Background: The predictive value of the xeroderma pigmentosum group D (XPD) Lys751Gln polymorphism regarding clinical outcomes of patients with colorectal cancer (CRC) receiving oxaliplatin-based chemotherapy has been evaluated in numerous published studies, but the results remain inconclusive. Therefore, we performed a meta-analysis to determine the precise role of the XPD Lys751Gln polymorphism in this clinical situation and optimize individual chemotherapy. Materials and Methods: A multiple search strategy was used to identify eligible studies. Pooled odds ratios (ORs), generalized odds ratio (ORG) and their 95% confidence intervals (CIs) were used to estimate the objective response, while hazard ratios (HRs) with 95%CIs were used for progression-free survival (PFS) and overall survival (OS). Results: A total of 17 studies including 2,286 patients met the inclusion criteria.

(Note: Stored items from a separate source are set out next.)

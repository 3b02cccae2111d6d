//! Domain logic for the crane checklist engine.
//!
//! Everything in this crate is pure: no database, no HTTP. The `db` and
//! `api` crates call into these functions so the lifecycle rules live in
//! exactly one place.

pub mod checklist;
pub mod error;
pub mod expiry;
pub mod pagination;
pub mod remediation;
pub mod roles;
pub mod types;
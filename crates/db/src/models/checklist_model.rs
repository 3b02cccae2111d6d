//! Checklist model (template) and item models.

use grua_core::checklist::ItemDefinition;
use grua_core::types::{DbId, Timestamp};
use serde::{Deserialize, Serialize};
use sqlx::FromRow;
use ts_rs::TS;
use validator::Validate;

/// A row from the `checklist_models` table.
#[derive(Debug, Clone, FromRow, Serialize, TS)]
#[serde(rename_all = "camelCase")]
#[ts(export)]
pub struct ChecklistModel {
    pub id: DbId,
    pub site_id: DbId,
    pub name: String,
    pub description: Option<String>,
    pub is_active: bool,
    pub version: i32,
    pub previous_version_id: Option<DbId>,
    pub created_at: Timestamp,
    pub updated_at: Timestamp,
}

/// A row from the `checklist_items` table.
#[derive(Debug, Clone, FromRow, Serialize, TS)]
#[serde(rename_all = "camelCase")]
#[ts(export)]
pub struct ChecklistItem {
    pub id: DbId,
    pub model_id: DbId,
    pub ordinal: i32,
    pub category: String,
    pub description: String,
    pub is_mandatory: bool,
    pub allows_attachment: bool,
    pub is_active: bool,
    pub created_at: Timestamp,
}

/// A model together with its items, ordered by ordinal.
#[derive(Debug, Clone, Serialize, TS)]
#[serde(rename_all = "camelCase")]
#[ts(export)]
pub struct ChecklistModelWithItems {
    #[serde(flatten)]
    pub model: ChecklistModel,
    pub items: Vec<ChecklistItem>,
}

/// One item in a create/revise request.
#[derive(Debug, Clone, Serialize, Deserialize, Validate)]
#[serde(rename_all = "camelCase")]
pub struct CreateChecklistItem {
    #[validate(range(min = 1, message = "Ordinal must be a positive integer"))]
    pub ordinal: i32,
    #[validate(length(min = 1, max = 1000, message = "Category must be 1-1000 characters"))]
    pub category: String,
    #[validate(length(min = 1, max = 1000, message = "Description must be 1-1000 characters"))]
    pub description: String,
    #[serde(default)]
    pub mandatory: bool,
    #[serde(default)]
    pub allows_attachment: bool,
}

/// DTO for creating a checklist model with its items.
#[derive(Debug, Clone, Serialize, Deserialize, Validate)]
#[serde(rename_all = "camelCase")]
pub struct CreateChecklistModel {
    pub site_id: DbId,
    #[validate(length(min = 1, max = 200, message = "Name must be 1-200 characters"))]
    pub name: String,
    #[validate(length(max = 2000, message = "Description must not exceed 2000 characters"))]
    pub description: Option<String>,
    #[validate(length(min = 1, message = "At least one item is required"), nested)]
    pub items: Vec<CreateChecklistItem>,
}

/// DTO for replacing the item set of a model.
#[derive(Debug, Clone, Serialize, Deserialize, Validate)]
#[serde(rename_all = "camelCase")]
pub struct ReviseChecklistItems {
    #[validate(length(min = 1, message = "At least one item is required"), nested)]
    pub items: Vec<CreateChecklistItem>,
}

/// Borrow the parts of each item that the core rules check.
pub fn item_definitions(items: &[CreateChecklistItem]) -> Vec<ItemDefinition<'_>> {
    items
        .iter()
        .map(|i| ItemDefinition {
            ordinal: i.ordinal,
            category: &i.category,
            description: &i.description,
        })
        .collect()
}

/// Outcome of a model revision.
#[derive(Debug, Clone, Serialize, TS)]
#[serde(rename_all = "camelCase")]
#[ts(export)]
pub struct ModelRevision {
    /// The model now carrying the new item set.
    pub model: ChecklistModelWithItems,
    /// `true` when a new version row was created because the old one was
    /// already referenced by instances.
    pub new_version: bool,
}
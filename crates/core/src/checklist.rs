//! Checklist response statuses and the submission rules.
//!
//! A checklist instance may only be finalized when every mandatory item has
//! a status and every non-conforming item carries a remediation with a
//! non-blank action plan. [`validate_submission`] reports *all* problems at
//! once so the UI can highlight every failing row in a single pass.

use std::collections::HashSet;

use serde::{Deserialize, Serialize};
use ts_rs::TS;

use crate::error::CoreError;
use crate::types::{Date, DbId};

/* --------------------------------------------------------------------------
Constants
-------------------------------------------------------------------------- */

/// Maximum length of a model name.
pub const MAX_MODEL_NAME_LENGTH: usize = 200;

/// Maximum length of an item description or category label.
pub const MAX_ITEM_TEXT_LENGTH: usize = 1_000;

/* --------------------------------------------------------------------------
Response status
-------------------------------------------------------------------------- */

/// Outcome recorded for one checklist item.
///
/// `Unset` is stored as SQL `NULL`; the other variants map to the values
/// allowed by the `item_responses.status` CHECK constraint.
#[derive(Debug, Clone, Copy, PartialEq, Eq, Default, Serialize, Deserialize, TS)]
#[serde(rename_all = "snake_case")]
#[ts(export)]
pub enum ResponseStatus {
    #[default]
    Unset,
    Ok,
    NonConforming,
    NotApplicable,
}

impl ResponseStatus {
    /// Column value for this status (`None` for `Unset`).
    pub fn as_db(self) -> Option<&'static str> {
        match self {
            ResponseStatus::Unset => None,
            ResponseStatus::Ok => Some("ok"),
            ResponseStatus::NonConforming => Some("non_conforming"),
            ResponseStatus::NotApplicable => Some("not_applicable"),
        }
    }

    /// Parse a column value back into a status.
    pub fn from_db(value: Option<&str>) -> Result<Self, CoreError> {
        match value {
            None => Ok(ResponseStatus::Unset),
            Some("ok") => Ok(ResponseStatus::Ok),
            Some("non_conforming") => Ok(ResponseStatus::NonConforming),
            Some("not_applicable") => Ok(ResponseStatus::NotApplicable),
            Some(other) => Err(CoreError::Internal(format!(
                "Unknown response status '{other}' in storage"
            ))),
        }
    }
}

impl TryFrom<Option<String>> for ResponseStatus {
    type Error = CoreError;

    fn try_from(value: Option<String>) -> Result<Self, Self::Error> {
        ResponseStatus::from_db(value.as_deref())
    }
}

/* --------------------------------------------------------------------------
Violations
-------------------------------------------------------------------------- */

/// Why a response blocks finalization.
#[derive(Debug, Clone, Copy, PartialEq, Eq, Serialize, Deserialize, TS)]
#[serde(rename_all = "snake_case")]
#[ts(export)]
pub enum ViolationReason {
    /// A mandatory item was left unset.
    Incomplete,
    /// A non-conforming item has no remediation or a blank action plan.
    MissingRemediation,
}

/// One failing row reported by [`validate_submission`].
#[derive(Debug, Clone, PartialEq, Eq, Serialize, Deserialize, TS)]
#[serde(rename_all = "camelCase")]
#[ts(export)]
pub struct Violation {
    pub item_id: DbId,
    pub ordinal: i32,
    pub reason: ViolationReason,
}

/// The facts about one response that the submission rules look at.
#[derive(Debug, Clone, Copy)]
pub struct ResponseCheck<'a> {
    pub item_id: DbId,
    pub ordinal: i32,
    pub is_mandatory: bool,
    pub status: ResponseStatus,
    /// `None` when the response has no remediation record.
    pub action_plan: Option<&'a str>,
}

/// Check every response of an instance and return all violations, ordered
/// by item ordinal. An empty result means the instance may be finalized.
///
/// `NotApplicable` satisfies the mandatory flag.
pub fn validate_submission(responses: &[ResponseCheck<'_>]) -> Vec<Violation> {
    let mut violations: Vec<Violation> = responses
        .iter()
        .filter_map(|r| {
            let reason = match r.status {
                ResponseStatus::Unset if r.is_mandatory => ViolationReason::Incomplete,
                ResponseStatus::NonConforming
                    if r.action_plan.map_or(true, |plan| plan.trim().is_empty()) =>
                {
                    ViolationReason::MissingRemediation
                }
                _ => return None,
            };
            Some(Violation {
                item_id: r.item_id,
                ordinal: r.ordinal,
                reason,
            })
        })
        .collect();

    violations.sort_by_key(|v| (v.ordinal, v.item_id));
    violations
}

/* --------------------------------------------------------------------------
Model definition rules
-------------------------------------------------------------------------- */

/// The parts of an item definition checked before a model is persisted.
#[derive(Debug, Clone, Copy)]
pub struct ItemDefinition<'a> {
    pub ordinal: i32,
    pub category: &'a str,
    pub description: &'a str,
}

/// Validate a model name.
pub fn validate_model_name(name: &str) -> Result<(), CoreError> {
    if name.trim().is_empty() {
        return Err(CoreError::Validation(
            "Model name must not be empty".to_string(),
        ));
    }
    if name.len() > MAX_MODEL_NAME_LENGTH {
        return Err(CoreError::Validation(format!(
            "Model name exceeds maximum length of {MAX_MODEL_NAME_LENGTH} characters"
        )));
    }
    Ok(())
}

/// Validate the item set of a model: at least one item, positive and
/// unique ordinals, non-blank text.
pub fn validate_item_definitions(items: &[ItemDefinition<'_>]) -> Result<(), CoreError> {
    if items.is_empty() {
        return Err(CoreError::Validation(
            "A checklist model needs at least one item".to_string(),
        ));
    }

    let mut seen = HashSet::with_capacity(items.len());
    for item in items {
        if item.ordinal < 1 {
            return Err(CoreError::Validation(format!(
                "Item ordinal {} must be a positive integer",
                item.ordinal
            )));
        }
        if !seen.insert(item.ordinal) {
            return Err(CoreError::Validation(format!(
                "Duplicate item ordinal {}",
                item.ordinal
            )));
        }
        if item.description.trim().is_empty() {
            return Err(CoreError::Validation(format!(
                "Item {} must have a description",
                item.ordinal
            )));
        }
        if item.category.trim().is_empty() {
            return Err(CoreError::Validation(format!(
                "Item {} must have a category",
                item.ordinal
            )));
        }
        if item.description.len() > MAX_ITEM_TEXT_LENGTH
            || item.category.len() > MAX_ITEM_TEXT_LENGTH
        {
            return Err(CoreError::Validation(format!(
                "Item {} text exceeds maximum length of {MAX_ITEM_TEXT_LENGTH} characters",
                item.ordinal
            )));
        }
    }

    Ok(())
}

/* --------------------------------------------------------------------------
Response editing rules
-------------------------------------------------------------------------- */

/// A remediation may only accompany a non-conforming status.
pub fn validate_remediation_allowed(
    status: ResponseStatus,
    has_remediation: bool,
) -> Result<(), CoreError> {
    if has_remediation && status != ResponseStatus::NonConforming {
        return Err(CoreError::Validation(
            "A remediation can only be attached to a non_conforming response".to_string(),
        ));
    }
    Ok(())
}

/// A remediation due date, when present, cannot precede the inspection date.
pub fn validate_due_date(due_date: Option<Date>, inspection_date: Date) -> Result<(), CoreError> {
    match due_date {
        Some(due) if due < inspection_date => Err(CoreError::Validation(format!(
            "Remediation due date {due} is before the inspection date {inspection_date}"
        ))),
        _ => Ok(()),
    }
}

#[cfg(test)]
mod tests {
    use super::*;

    fn check(
        item_id: DbId,
        ordinal: i32,
        is_mandatory: bool,
        status: ResponseStatus,
        action_plan: Option<&str>,
    ) -> ResponseCheck<'_> {
        ResponseCheck {
            item_id,
            ordinal,
            is_mandatory,
            status,
            action_plan,
        }
    }

    fn date(s: &str) -> Date {
        s.parse().unwrap()
    }

    // -- ResponseStatus ------------------------------------------------------

    #[test]
    fn status_db_mapping_is_consistent() {
        for status in [
            ResponseStatus::Unset,
            ResponseStatus::Ok,
            ResponseStatus::NonConforming,
            ResponseStatus::NotApplicable,
        ] {
            assert_eq!(ResponseStatus::from_db(status.as_db()).unwrap(), status);
        }
    }

    #[test]
    fn unknown_db_status_is_internal_error() {
        let err = ResponseStatus::from_db(Some("broken")).unwrap_err();
        assert!(matches!(err, CoreError::Internal(_)));
    }

    #[test]
    fn status_serializes_snake_case() {
        let json = serde_json::to_string(&ResponseStatus::NonConforming).unwrap();
        assert_eq!(json, "\"non_conforming\"");
    }

    // -- validate_submission -------------------------------------------------

    #[test]
    fn empty_instance_has_no_violations() {
        assert!(validate_submission(&[]).is_empty());
    }

    #[test]
    fn unset_mandatory_item_is_incomplete() {
        let v = validate_submission(&[check(10, 1, true, ResponseStatus::Unset, None)]);
        assert_eq!(
            v,
            vec![Violation {
                item_id: 10,
                ordinal: 1,
                reason: ViolationReason::Incomplete
            }]
        );
    }

    #[test]
    fn unset_optional_item_is_fine() {
        let v = validate_submission(&[check(10, 1, false, ResponseStatus::Unset, None)]);
        assert!(v.is_empty());
    }

    #[test]
    fn not_applicable_satisfies_mandatory() {
        let v = validate_submission(&[check(10, 1, true, ResponseStatus::NotApplicable, None)]);
        assert!(v.is_empty());
    }

    #[test]
    fn non_conforming_without_remediation_is_reported() {
        let v = validate_submission(&[check(
            3,
            3,
            true,
            ResponseStatus::NonConforming,
            None,
        )]);
        assert_eq!(v.len(), 1);
        assert_eq!(v[0].reason, ViolationReason::MissingRemediation);
    }

    #[test]
    fn blank_action_plan_counts_as_missing() {
        let v = validate_submission(&[check(
            3,
            3,
            false,
            ResponseStatus::NonConforming,
            Some("   "),
        )]);
        assert_eq!(v[0].reason, ViolationReason::MissingRemediation);
    }

    #[test]
    fn non_conforming_with_plan_passes() {
        let v = validate_submission(&[check(
            3,
            3,
            true,
            ResponseStatus::NonConforming,
            Some("Replace limiter"),
        )]);
        assert!(v.is_empty());
    }

    #[test]
    fn reports_every_violation_in_ordinal_order() {
        let v = validate_submission(&[
            check(30, 3, true, ResponseStatus::NonConforming, None),
            check(10, 1, true, ResponseStatus::Unset, None),
            check(20, 2, false, ResponseStatus::Ok, None),
        ]);
        let ordinals: Vec<i32> = v.iter().map(|x| x.ordinal).collect();
        assert_eq!(ordinals, vec![1, 3]);
        assert_eq!(v[0].reason, ViolationReason::Incomplete);
        assert_eq!(v[1].reason, ViolationReason::MissingRemediation);
    }

    #[test]
    fn daily_safety_check_scenario() {
        // Brake test ok, paint n/a, load limiter non-conforming.
        let before = validate_submission(&[
            check(1, 1, true, ResponseStatus::Ok, None),
            check(2, 2, false, ResponseStatus::NotApplicable, None),
            check(3, 3, true, ResponseStatus::NonConforming, None),
        ]);
        assert_eq!(
            before,
            vec![Violation {
                item_id: 3,
                ordinal: 3,
                reason: ViolationReason::MissingRemediation
            }]
        );

        let after = validate_submission(&[
            check(1, 1, true, ResponseStatus::Ok, None),
            check(2, 2, false, ResponseStatus::NotApplicable, None),
            check(3, 3, true, ResponseStatus::NonConforming, Some("Replace limiter")),
        ]);
        assert!(after.is_empty());
    }

    #[test]
    fn violation_serializes_camel_case() {
        let json = serde_json::to_value(Violation {
            item_id: 3,
            ordinal: 3,
            reason: ViolationReason::MissingRemediation,
        })
        .unwrap();
        assert_eq!(json["itemId"], 3);
        assert_eq!(json["reason"], "missing_remediation");
    }

    // -- model definitions ---------------------------------------------------

    fn item(ordinal: i32, description: &str) -> ItemDefinition<'_> {
        ItemDefinition {
            ordinal,
            category: "Safety",
            description,
        }
    }

    #[test]
    fn model_name_must_not_be_blank() {
        assert!(validate_model_name("  ").is_err());
        assert!(validate_model_name("Daily Safety Check").is_ok());
    }

    #[test]
    fn model_name_length_is_capped() {
        let long = "x".repeat(MAX_MODEL_NAME_LENGTH + 1);
        assert!(validate_model_name(&long).is_err());
    }

    #[test]
    fn items_must_not_be_empty() {
        assert!(validate_item_definitions(&[]).is_err());
    }

    #[test]
    fn duplicate_ordinals_are_rejected() {
        let err = validate_item_definitions(&[item(1, "Brake test"), item(1, "Paint")])
            .unwrap_err();
        match err {
            CoreError::Validation(msg) => assert!(msg.contains("Duplicate item ordinal 1")),
            other => panic!("unexpected error: {other:?}"),
        }
    }

    #[test]
    fn gaps_in_ordinals_are_allowed() {
        assert!(validate_item_definitions(&[item(1, "Brake test"), item(5, "Paint")]).is_ok());
    }

    #[test]
    fn non_positive_ordinal_is_rejected() {
        assert!(validate_item_definitions(&[item(0, "Brake test")]).is_err());
    }

    #[test]
    fn blank_description_is_rejected() {
        assert!(validate_item_definitions(&[item(1, "")]).is_err());
    }

    // -- response editing ----------------------------------------------------

    #[test]
    fn remediation_only_with_non_conforming() {
        assert!(validate_remediation_allowed(ResponseStatus::NonConforming, true).is_ok());
        assert!(validate_remediation_allowed(ResponseStatus::Ok, true).is_err());
        assert!(validate_remediation_allowed(ResponseStatus::Ok, false).is_ok());
    }

    #[test]
    fn due_date_on_inspection_day_is_allowed() {
        assert!(validate_due_date(Some(date("2024-03-01")), date("2024-03-01")).is_ok());
        assert!(validate_due_date(None, date("2024-03-01")).is_ok());
    }

    #[test]
    fn due_date_before_inspection_is_rejected() {
        assert!(validate_due_date(Some(date("2024-02-28")), date("2024-03-01")).is_err());
    }
}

Overall, the XPD 751Gln allele was associated with a non-significant reduced objective response to oxaliplatin-based chemotherapy in all patients or in the Asian and Caucasian subgroups. However, poor PFS and OS of CRC patients treated with oxaliplatin-based regimens were significantly related to the XPD 751Gln allele in the dominant model (PFS: HR = 2.10, 95%CI: 1.65-2.67; OS: HR = 3.18, 95%CI: 1.57-6.47). On stratified analysis by ethnicity, these relationships were more pronounced in Asians (PFS: HR = 2.49, 95%CI: 1.79-3.47; OS: HR = 5.25, 95%CI: 3.46-7.94) than in Caucasians (PFS: HR = 1.73, 95%CI: 1.22-2.46; OS: HR = 1.78, 95%CI: 1.06-2.99). Conclusions: The XPD Lys751Gln polymorphism may have prognostic value in patients with CRC undergoing oxaliplatin-based chemotherapy.